Dataset entries:
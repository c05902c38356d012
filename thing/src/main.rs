//! PiCamera Thing - Entry Point
//!
//! Exposes a single camera as a Web Thing and keeps a snapshot image fresh
//! in the background.

use std::collections::HashMap;
use std::env;
use std::process::ExitCode;

use picam_thing::app::options::AppOptions;
use picam_thing::app::run::run;
use picam_thing::filesys::file::File;
use picam_thing::hardware::camera::list_cameras;
use picam_thing::hardware::create_device;
use picam_thing::logs::{init_logging, LogOptions};
use picam_thing::storage::settings::Settings;
use picam_thing::utils::version_info;

use tracing::{error, info, warn};

const DEFAULT_SETTINGS_PATH: &str = "/etc/picam-thing/settings.json";

#[tokio::main]
async fn main() -> ExitCode {
    // Parse command line arguments
    let args: Vec<String> = env::args().collect();
    let mut cli_args: HashMap<String, String> = HashMap::new();

    for arg in args.iter().skip(1) {
        if let Some((key, value)) = arg.split_once('=') {
            let clean_key = key.trim_start_matches('-');
            cli_args.insert(clean_key.to_string(), value.to_string());
        } else if arg.starts_with("--") {
            let clean_key = arg.trim_start_matches('-');
            cli_args.insert(clean_key.to_string(), "true".to_string());
        }
    }

    let version = version_info();
    if cli_args.contains_key("version") {
        match serde_json::to_string_pretty(&version) {
            Ok(json) => println!("{json}"),
            Err(_) => println!("{}", version.version),
        }
        return ExitCode::SUCCESS;
    }

    if cli_args.contains_key("list-cameras") {
        for camera in list_cameras() {
            println!("{camera}");
        }
        return ExitCode::SUCCESS;
    }

    let settings_file = File::new(
        cli_args
            .get("config")
            .map(String::as_str)
            .unwrap_or(DEFAULT_SETTINGS_PATH),
    );

    // Write a default settings file and exit
    if cli_args.contains_key("init-config") {
        if let Err(e) = settings_file.write_json(&Settings::default()).await {
            eprintln!("Unable to write {}: {e}", settings_file.path().display());
            return ExitCode::FAILURE;
        }
        println!("Wrote default settings to {}", settings_file.path().display());
        return ExitCode::SUCCESS;
    }

    let (settings, settings_missing) = if settings_file.exists().await {
        match settings_file.read_json::<Settings>().await {
            Ok(settings) => (settings, false),
            Err(e) => {
                eprintln!("Unable to read settings file: {e}");
                return ExitCode::FAILURE;
            }
        }
    } else {
        (Settings::default(), true)
    };
    if let Err(e) = settings.validate() {
        eprintln!("Invalid settings file {}: {e}", settings_file.path().display());
        return ExitCode::FAILURE;
    }

    // Initialize logging
    let log_options = LogOptions {
        log_level: settings.log_level,
        stdout: settings.log.stdout,
        log_dir: settings.log.dir.clone(),
        json_format: settings.log.json,
    };
    let _log_guard = match init_logging(log_options) {
        Ok(guard) => guard,
        Err(e) => {
            println!("Failed to initialize logging: {e}");
            None
        }
    };

    if settings_missing {
        warn!(
            "Settings file {} not found, using defaults",
            settings_file.path().display()
        );
    }

    let Some(device) = create_device(settings.camera.backend, &settings.camera.device_path) else {
        error!(
            "Camera backend {:?} is not available in this build",
            settings.camera.backend
        );
        return ExitCode::FAILURE;
    };

    let options = AppOptions::from_settings(&settings);
    info!(
        "Running PiCamera Thing {} with options: {:?}",
        version.version, options
    );
    if let Err(e) = run(options, device, await_shutdown_signal()).await {
        error!("Failed to run the camera thing: {e}");
        return ExitCode::FAILURE;
    }

    ExitCode::SUCCESS
}

async fn await_shutdown_signal() {
    #[cfg(unix)]
    {
        use tokio::signal::unix::{signal, SignalKind};

        match (
            signal(SignalKind::terminate()),
            signal(SignalKind::interrupt()),
        ) {
            (Ok(mut sigterm), Ok(mut sigint)) => {
                tokio::select! {
                    _ = sigterm.recv() => {
                        info!("SIGTERM received, shutting down...");
                    }
                    _ = sigint.recv() => {
                        info!("SIGINT received, shutting down...");
                    }
                }
            }
            _ => {
                warn!("Unable to register signal handlers, falling back to Ctrl+C");
                wait_for_ctrl_c().await;
            }
        }
    }

    #[cfg(not(unix))]
    {
        wait_for_ctrl_c().await;
    }
}

async fn wait_for_ctrl_c() {
    match tokio::signal::ctrl_c().await {
        Ok(()) => info!("Ctrl+C received, shutting down..."),
        Err(e) => {
            error!("Failed to listen for Ctrl+C: {e}");
            std::future::pending::<()>().await;
        }
    }
}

**Aim of the task**
Reproduce only those lines of the entries above that run from the line with "to listen for" to the final line.

**Solved exercise**
            error!("Failed to listen for Ctrl+C: {e}");
            std::future::pending::<()>().await;
        }
    }
}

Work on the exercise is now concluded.